→ Required work
Print exactly what the entries say, line by line, from the first line down to the one with "pub enum SetCondition", inclusive.

→ Data for this task
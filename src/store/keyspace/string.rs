//! String operations: SET/GET family, batch writes and counters

use bytes::Bytes;
use rust_decimal::Decimal;
use std::collections::HashSet;

use super::{get_or_create, typed, Keyspace};
use crate::error::{StoreError, StoreResult};
use crate::store::entry::Entry;
use crate::store::value::{Value, ValueKind};

/// Write condition for [`Keyspace::set_with`]
#[derive(Debug, Clone, Copy, PartialEq, Eq, Default)]
pub enum SetCondition {
    #[default]
    Always,
    /// NX: only when the key is absent
    IfNotExists,
    /// XX: only when the key is present
    IfExists,
}

impl Keyspace {
    fn check_len(&self, value: &Bytes) -> StoreResult<()> {
        if value.len() > self.config().max_string_len {
            Err(StoreError::ValueTooLarge)
        } else {
            Ok(())
        }
    }

    /// Set a string value
    pub fn set(&self, key: Bytes, value: Bytes) -> StoreResult<()> {
        self.set_with(key, value, SetCondition::Always).map(|_| ())
    }

    /// Set a string value under a condition
    ///
    /// Returns false, without touching anything, when the condition does
    /// not hold. A key of another type is a `TypeMismatch`.
    pub fn set_with(&self, key: Bytes, value: Bytes, condition: SetCondition) -> StoreResult<bool> {
        self.check_len(&value)?;
        self.with_shard(&key, |shard, slot| {
            let current = typed(&shard.entries, slot, Value::as_string)?;
            let allowed = match condition {
                SetCondition::Always => true,
                SetCondition::IfNotExists => current.is_none(),
                SetCondition::IfExists => current.is_some(),
            };
            if allowed {
                shard
                    .entries
                    .insert(key.clone(), Entry::new(key.clone(), Value::String(value)));
            }
            Ok(allowed)
        })
    }

    /// Get a string value
    pub fn get_string(&self, key: &Bytes) -> StoreResult<Option<Bytes>> {
        self.with_shard(key, |shard, slot| {
            Ok(typed(&shard.entries, slot, Value::as_string)?.cloned())
        })
    }

    /// Set several keys
    ///
    /// Duplicate keys, oversized values and keys of another type are all
    /// rejected before the first write. The writes themselves are atomic
    /// per key only.
    pub fn mset(&self, pairs: Vec<(Bytes, Bytes)>) -> StoreResult<()> {
        let mut seen = HashSet::with_capacity(pairs.len());
        for (key, value) in &pairs {
            if !seen.insert(key) {
                return Err(StoreError::DuplicateKey);
            }
            self.check_len(value)?;
        }
        for (key, _) in &pairs {
            if matches!(self.type_of(key), Some(kind) if kind != ValueKind::String) {
                return Err(StoreError::TypeMismatch);
            }
        }
        for (key, value) in pairs {
            self.set(key, value)?;
        }
        Ok(())
    }

    /// Get several string values; missing keys and other types read as `None`
    pub fn mget(&self, keys: &[Bytes]) -> Vec<Option<Bytes>> {
        keys.iter()
            .map(|key| self.get_string(key).ok().flatten())
            .collect()
    }

    /// Add to the integer stored at `key` (absent = 0), returning the result
    pub fn incr_by(&self, key: &Bytes, delta: i64) -> StoreResult<i64> {
        self.with_shard(key, |shard, slot| {
            let current = match typed(&shard.entries, slot, Value::as_string)? {
                Some(bytes) => parse_i64(bytes).ok_or(StoreError::NotAnInteger)?,
                None => 0,
            };
            let next = current.checked_add(delta).ok_or(StoreError::Overflow)?;
            let value = get_or_create(&mut shard.entries, slot, ValueKind::String)?;
            *value = Value::String(Bytes::from(next.to_string()));
            Ok(next)
        })
    }

    /// Subtract from the integer stored at `key`
    pub fn decr_by(&self, key: &Bytes, delta: i64) -> StoreResult<i64> {
        let delta = delta.checked_neg().ok_or(StoreError::Overflow)?;
        self.incr_by(key, delta)
    }

    /// Add a float to the number stored at `key`, returning the stored text
    ///
    /// Decimal arithmetic is used when both operands fit, so `80 + 0.5`
    /// stores `80.5` and `0.1 + 0.2` stores `0.3`.
    pub fn incr_by_float(&self, key: &Bytes, delta: f64) -> StoreResult<Bytes> {
        if !delta.is_finite() {
            return Err(StoreError::NotAFloat);
        }
        self.with_shard(key, |shard, slot| {
            let current = typed(&shard.entries, slot, Value::as_string)?;
            let next = add_float(current.map(|b| b.as_ref()), delta)?;
            let value = get_or_create(&mut shard.entries, slot, ValueKind::String)?;
            *value = Value::String(next.clone());
            Ok(next)
        })
    }
}

pub(crate) fn parse_i64(bytes: &[u8]) -> Option<i64> {
    std::str::from_utf8(bytes).ok()?.parse().ok()
}

fn parse_finite(text: &str) -> StoreResult<f64> {
    match text.parse::<f64>() {
        Ok(v) if v.is_finite() => Ok(v),
        _ => Err(StoreError::NotAFloat),
    }
}

fn add_float(current: Option<&[u8]>, delta: f64) -> StoreResult<Bytes> {
    let text = match current {
        Some(bytes) => std::str::from_utf8(bytes).map_err(|_| StoreError::NotAFloat)?,
        None => "0",
    };
    let base = parse_finite(text)?;

    // Operands with more digits than a Decimal holds take the f64 path
    if let (Ok(a), Ok(b)) = (
        Decimal::from_str_exact(text),
        Decimal::from_str_exact(&delta.to_string()),
    ) {
        if let Some(sum) = a.checked_add(b) {
            return Ok(Bytes::from(sum.normalize().to_string()));
        }
    }

    let sum = base + delta;
    if !sum.is_finite() {
        return Err(StoreError::NotAFloat);
    }
    Ok(Bytes::from(format_float(sum)))
}

/// Shortest round-trip text for a float, without exponent notation
pub(crate) fn format_float(value: f64) -> String {
    if value == 0.0 {
        return "0".to_string();
    }
    value.to_string()
}

#[cfg(test)]
mod tests {
    use super::*;
    use std::sync::Arc;
    use std::thread;

    fn b(s: &str) -> Bytes {
        Bytes::from(s.to_string())
    }

    #[test]
    fn test_set_get() {
        let ks = Keyspace::with_shards(2);
        ks.set(b("key"), b("value")).unwrap();
        assert_eq!(ks.get_string(&b("key")).unwrap(), Some(b("value")));
        assert_eq!(ks.get_string(&b("missing")).unwrap(), None);
    }

    #[test]
    fn test_set_conditions() {
        let ks = Keyspace::with_shards(2);
        assert!(!ks.set_with(b("k"), b("x"), SetCondition::IfExists).unwrap());
        assert!(!ks.exists(&b("k")));

        assert!(ks.set_with(b("k"), b("v1"), SetCondition::IfNotExists).unwrap());
        assert!(!ks.set_with(b("k"), b("v2"), SetCondition::IfNotExists).unwrap());
        assert_eq!(ks.get_string(&b("k")).unwrap(), Some(b("v1")));

        assert!(ks.set_with(b("k"), b("v3"), SetCondition::IfExists).unwrap());
        assert_eq!(ks.get_string(&b("k")).unwrap(), Some(b("v3")));
    }

    #[test]
    fn test_string_ops_on_other_types() {
        let ks = Keyspace::with_shards(2);
        ks.hset(b("h"), b("f"), b("v")).unwrap();
        assert_eq!(ks.get_string(&b("h")), Err(StoreError::TypeMismatch));
        assert_eq!(ks.set(b("h"), b("x")), Err(StoreError::TypeMismatch));
        assert_eq!(ks.incr_by(&b("h"), 1), Err(StoreError::TypeMismatch));
        assert_eq!(ks.type_of(&b("h")), Some(ValueKind::Hash));

        ks.pfadd(b("hll"), &[b("a")]).unwrap();
        assert_eq!(ks.get_string(&b("hll")), Err(StoreError::TypeMismatch));
    }

    #[test]
    fn test_mset_mget() {
        let ks = Keyspace::with_shards(4);
        ks.mset(vec![(b("a"), b("1")), (b("b"), b("2"))]).unwrap();
        assert_eq!(
            ks.mget(&[b("a"), b("missing"), b("b")]),
            vec![Some(b("1")), None, Some(b("2"))]
        );
    }

    #[test]
    fn test_mset_duplicate_changes_nothing() {
        let ks = Keyspace::with_shards(4);
        ks.set(b("a"), b("old")).unwrap();
        let result = ks.mset(vec![(b("a"), b("1")), (b("c"), b("2")), (b("a"), b("3"))]);
        assert_eq!(result, Err(StoreError::DuplicateKey));
        assert_eq!(ks.get_string(&b("a")).unwrap(), Some(b("old")));
        assert!(!ks.exists(&b("c")));
    }

    #[test]
    fn test_value_too_large() {
        let ks = Keyspace::new(crate::config::StoreConfig {
            max_string_len: 4,
            ..Default::default()
        });
        assert_eq!(ks.set(b("k"), b("12345")), Err(StoreError::ValueTooLarge));
        assert!(ks.set(b("k"), b("1234")).is_ok());
    }

    #[test]
    fn test_incr_family() {
        let ks = Keyspace::with_shards(2);
        assert_eq!(ks.incr_by(&b("n"), 1).unwrap(), 1);
        assert_eq!(ks.incr_by(&b("n"), 10).unwrap(), 11);
        assert_eq!(ks.decr_by(&b("n"), 1).unwrap(), 10);
        assert_eq!(ks.decr_by(&b("n"), 20).unwrap(), -10);
        assert_eq!(ks.get_string(&b("n")).unwrap(), Some(b("-10")));
    }

    #[test]
    fn test_incr_errors_leave_value() {
        let ks = Keyspace::with_shards(2);
        ks.set(b("s"), b("abc")).unwrap();
        assert_eq!(ks.incr_by(&b("s"), 1), Err(StoreError::NotAnInteger));
        assert_eq!(ks.get_string(&b("s")).unwrap(), Some(b("abc")));

        ks.set(b("max"), Bytes::from(i64::MAX.to_string())).unwrap();
        assert_eq!(ks.incr_by(&b("max"), 1), Err(StoreError::Overflow));
        assert_eq!(ks.decr_by(&b("x"), i64::MIN), Err(StoreError::Overflow));
        assert!(!ks.exists(&b("x")));
    }

    #[test]
    fn test_incr_by_float() {
        let ks = Keyspace::with_shards(2);
        ks.set(b("f"), b("80")).unwrap();
        assert_eq!(ks.incr_by_float(&b("f"), 0.5).unwrap(), b("80.5"));

        assert_eq!(ks.incr_by_float(&b("g"), 0.1).unwrap(), b("0.1"));
        assert_eq!(ks.incr_by_float(&b("g"), 0.2).unwrap(), b("0.3"));
        assert_eq!(ks.incr_by_float(&b("g"), -0.3).unwrap(), b("0"));

        ks.set(b("bad"), b("abc")).unwrap();
        assert_eq!(ks.incr_by_float(&b("bad"), 1.0), Err(StoreError::NotAFloat));
        assert_eq!(ks.incr_by_float(&b("f"), f64::NAN), Err(StoreError::NotAFloat));
    }

    #[test]
    fn test_incr_by_float_tiny_delta() {
        let ks = Keyspace::with_shards(2);
        for (key, delta) in [("tiny", 1e-30), ("small", 1.5e-29)] {
            let stored = ks.incr_by_float(&b(key), delta).unwrap();
            let value: f64 = std::str::from_utf8(&stored).unwrap().parse().unwrap();
            assert_eq!(value, delta, "{} kept {:?}", key, stored);
        }
    }

    #[test]
    fn test_concurrent_incr() {
        let ks = Arc::new(Keyspace::with_shards(8));
        let handles: Vec<_> = (0..10)
            .map(|_| {
                let ks = Arc::clone(&ks);
                thread::spawn(move || {
                    for _ in 0..1000 {
                        ks.incr_by(&Bytes::from("counter"), 1).unwrap();
                    }
                })
            })
            .collect();
        for handle in handles {
            handle.join().unwrap();
        }
        assert_eq!(ks.get_string(&b("counter")).unwrap(), Some(b("10000")));
    }

    #[test]
    fn test_format_float() {
        assert_eq!(format_float(3.0), "3");
        assert_eq!(format_float(2.5), "2.5");
        assert_eq!(format_float(-0.0), "0");
        assert_eq!(format_float(1e21), "1000000000000000000000");
    }
}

→ Answer box
filename src/store/keyspace/string.rs
//! String operations: SET/GET family, batch writes and counters

use bytes::Bytes;
use rust_decimal::Decimal;
use std::collections::HashSet;

use super::{get_or_create, typed, Keyspace};
use crate::error::{StoreError, StoreResult};
use crate::store::entry::Entry;
use crate::store::value::{Value, ValueKind};

/// Write condition for [`Keyspace::set_with`]
#[derive(Debug, Clone, Copy, PartialEq, Eq, Default)]
pub enum SetCondition {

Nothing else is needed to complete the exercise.